Neighbouring couples are in dispute after one put up a fence barely a yard in front of the other’s new railings.

And East Hampshire District Council is embroiled in the row after approving the fence plan.

Trouble started when Tracy and Steven Rose extended their 400-year-old listed Well Cottage home with a new kitchen.

Mr Rose said: “Before then there was an outwardly upwards sloping small garden area, where the extension has been built, and the boundary was marked by a beech hedge matching the one on the other side of the entrance.

“In the original plan the hedge was meant to stay, but during the course of the building works the structural engineer advised the hedge should be removed as it would compromise the integrity of the retaining wall.

“The hedge was duly removed and the extension was signed off by the council’s building officer without railings or picket fence.”

Well Cottage is partly below ground level and a drop hazard existed that Mr and Mrs Rose dealt with by placing railings on top of the wall in February.

Nicky Turner and Charlie Mills, of neighbouring Bridge Cottage, then gained permission from East Hampshire for two wooden picket fences, which went up at the end of May.

One is to the side of the Roses’ lounge, to protect people from another drop hazard, and the other in front of their kitchen.

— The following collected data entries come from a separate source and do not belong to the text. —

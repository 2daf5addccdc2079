//! Saved sketch persistence.
//!
//! DESIGN
//! ======
//! A user can save named snapshots of a sketch and load them back into a
//! room later. Storage sits behind [`SketchRepository`] so the server runs
//! against Postgres in production and an in-memory map in tests or when no
//! database is configured. Every operation is scoped to the calling user:
//! another user's sketch id behaves exactly like a missing one.

#[cfg(test)]
#[path = "sketches_test.rs"]
mod sketches_test;

use async_trait::async_trait;
use serde::Deserialize;
use sketch::error::ErrorCode;
use sketch::model::{SketchSnapshot, UserSketch};
use sqlx::PgPool;
use sqlx::types::Json;
use tokio::sync::RwLock;
use uuid::Uuid;

// =============================================================================
// TYPES
// =============================================================================

#[derive(Debug, thiserror::Error)]
pub enum SketchError {
    #[error("sketch not found: {0}")]
    NotFound(Uuid),
    #[error("sketch name must not be empty")]
    EmptyName,
    #[error("database error: {0}")]
    Database(#[from] sqlx::Error),
}

impl ErrorCode for SketchError {
    fn error_code(&self) -> &'static str {
        match self {
            Self::NotFound(_) => "E_SKETCH_NOT_FOUND",
            Self::EmptyName => "E_SKETCH_EMPTY_NAME",
            Self::Database(_) => "E_DATABASE",
        }
    }

    fn retryable(&self) -> bool {
        matches!(self, Self::Database(_))
    }
}

/// Body of a create request.
#[derive(Debug, Clone, Deserialize)]
pub struct NewSketch {
    pub name: String,
    #[serde(default)]
    pub data: SketchSnapshot,
}

/// Body of an update request. Absent fields are left as they are.
#[derive(Debug, Clone, Default, Deserialize)]
pub struct SketchPatch {
    pub name: Option<String>,
    pub data: Option<SketchSnapshot>,
}

fn validate_name(name: &str) -> Result<String, SketchError> {
    let trimmed = name.trim();
    if trimmed.is_empty() {
        return Err(SketchError::EmptyName);
    }
    Ok(trimmed.to_owned())
}

// =============================================================================
// REPOSITORY
// =============================================================================

/// CRUD over a user's saved sketches. Lists are newest first.
#[async_trait]
pub trait SketchRepository: Send + Sync {
    async fn list(&self, user_id: Uuid) -> Result<Vec<UserSketch>, SketchError>;
    async fn get(&self, user_id: Uuid, id: Uuid) -> Result<UserSketch, SketchError>;
    async fn create(&self, user_id: Uuid, draft: NewSketch) -> Result<UserSketch, SketchError>;
    async fn update(&self, user_id: Uuid, id: Uuid, patch: SketchPatch) -> Result<UserSketch, SketchError>;
    async fn delete(&self, user_id: Uuid, id: Uuid) -> Result<(), SketchError>;
}

// =============================================================================
// IN-MEMORY
// =============================================================================

/// Process-local repository. Contents are lost on restart.
#[derive(Debug, Default)]
pub struct MemorySketchRepository {
    /// Oldest first; `list` reverses.
    sketches: RwLock<Vec<UserSketch>>,
}

impl MemorySketchRepository {
    #[must_use]
    pub fn new() -> Self {
        Self::default()
    }
}

#[async_trait]
impl SketchRepository for MemorySketchRepository {
    async fn list(&self, user_id: Uuid) -> Result<Vec<UserSketch>, SketchError> {
        let sketches = self.sketches.read().await;
        Ok(sketches.iter().rev().filter(|s| s.user_id == user_id).cloned().collect())
    }

    async fn get(&self, user_id: Uuid, id: Uuid) -> Result<UserSketch, SketchError> {
        let sketches = self.sketches.read().await;
        sketches
            .iter()
            .find(|s| s.id == id && s.user_id == user_id)
            .cloned()
            .ok_or(SketchError::NotFound(id))
    }

    async fn create(&self, user_id: Uuid, draft: NewSketch) -> Result<UserSketch, SketchError> {
        let sketch = UserSketch { id: Uuid::new_v4(), user_id, name: validate_name(&draft.name)?, data: draft.data };
        self.sketches.write().await.push(sketch.clone());
        Ok(sketch)
    }

    async fn update(&self, user_id: Uuid, id: Uuid, patch: SketchPatch) -> Result<UserSketch, SketchError> {
        let name = patch.name.as_deref().map(validate_name).transpose()?;
        let mut sketches = self.sketches.write().await;
        let sketch = sketches
            .iter_mut()
            .find(|s| s.id == id && s.user_id == user_id)
            .ok_or(SketchError::NotFound(id))?;
        if let Some(name) = name {
            sketch.name = name;
        }
        if let Some(data) = patch.data {
            sketch.data = data;
        }
        Ok(sketch.clone())
    }

    async fn delete(&self, user_id: Uuid, id: Uuid) -> Result<(), SketchError> {
        let mut sketches = self.sketches.write().await;
        let before = sketches.len();
        sketches.retain(|s| !(s.id == id && s.user_id == user_id));
        if sketches.len() == before {
            return Err(SketchError::NotFound(id));
        }
        Ok(())
    }
}

// =============================================================================
// POSTGRES
// =============================================================================

type SketchRow = (Uuid, Uuid, String, Json<SketchSnapshot>);

fn from_row((id, user_id, name, Json(data)): SketchRow) -> UserSketch {
    UserSketch { id, user_id, name, data }
}

/// Repository over the `user_sketches` table.
#[derive(Debug, Clone)]
pub struct PgSketchRepository {
    pool: PgPool,
}

impl PgSketchRepository {
    #[must_use]
    pub fn new(pool: PgPool) -> Self {
        Self { pool }
    }
}

#[async_trait]
impl SketchRepository for PgSketchRepository {
    async fn list(&self, user_id: Uuid) -> Result<Vec<UserSketch>, SketchError> {
        let rows = sqlx::query_as::<_, SketchRow>(
            "SELECT id, user_id, name, data
             FROM user_sketches
             WHERE user_id = $1
             ORDER BY created_at DESC",
        )
        .bind(user_id)
        .fetch_all(&self.pool)
        .await?;

        Ok(rows.into_iter().map(from_row).collect())
    }

    async fn get(&self, user_id: Uuid, id: Uuid) -> Result<UserSketch, SketchError> {
        let row = sqlx::query_as::<_, SketchRow>(
            "SELECT id, user_id, name, data FROM user_sketches WHERE id = $1 AND user_id = $2",
        )
        .bind(id)
        .bind(user_id)
        .fetch_optional(&self.pool)
        .await?;

        row.map(from_row).ok_or(SketchError::NotFound(id))
    }

    async fn create(&self, user_id: Uuid, draft: NewSketch) -> Result<UserSketch, SketchError> {
        let name = validate_name(&draft.name)?;
        let id = Uuid::new_v4();
        sqlx::query("INSERT INTO user_sketches (id, user_id, name, data) VALUES ($1, $2, $3, $4)")
            .bind(id)
            .bind(user_id)
            .bind(&name)
            .bind(Json(&draft.data))
            .execute(&self.pool)
            .await?;

        Ok(UserSketch { id, user_id, name, data: draft.data })
    }

    async fn update(&self, user_id: Uuid, id: Uuid, patch: SketchPatch) -> Result<UserSketch, SketchError> {
        let name = patch.name.as_deref().map(validate_name).transpose()?;
        let row = sqlx::query_as::<_, SketchRow>(
            "UPDATE user_sketches
             SET name = COALESCE($3, name),
                 data = COALESCE($4, data),
                 updated_at = now()
             WHERE id = $1 AND user_id = $2
             RETURNING id, user_id, name, data",
        )
        .bind(id)
        .bind(user_id)
        .bind(name)
        .bind(patch.data.map(Json))
        .fetch_optional(&self.pool)
        .await?;

        row.map(from_row).ok_or(SketchError::NotFound(id))
    }

    async fn delete(&self, user_id: Uuid, id: Uuid) -> Result<(), SketchError> {
        let result = sqlx::query("DELETE FROM user_sketches WHERE id = $1 AND user_id = $2")
            .bind(id)
            .bind(user_id)
            .execute(&self.pool)
            .await?;

        if result.rows_affected() == 0 {
            return Err(SketchError::NotFound(id));
        }
        Ok(())
    }
}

When asked what the fence in front of the Roses’ kitchen was for, Mr Mills said: “It defines the boundary between my land and his wife’s land. I suggested a hedge but he said no.

“He could have acted reasonably but he chose this course of action.

“I’d like to know where he thinks he’s going with this because I’m not moving that fence.”

And after exhausting the council’s complaints procedure Mr and Mrs Rose plan to ask the Local Government and Social Care Ombudsman for help.

They felt the council’s “ludicrous” ruling had “completely destroyed a harmonious visual relationship”.

In his final decision letter to the Roses, East Hampshire’s director of regeneration and place Simon Jenkins said: “I am sorry you may feel the decision is not what you wished for, but I am satisfied with the way in which the application was determined.”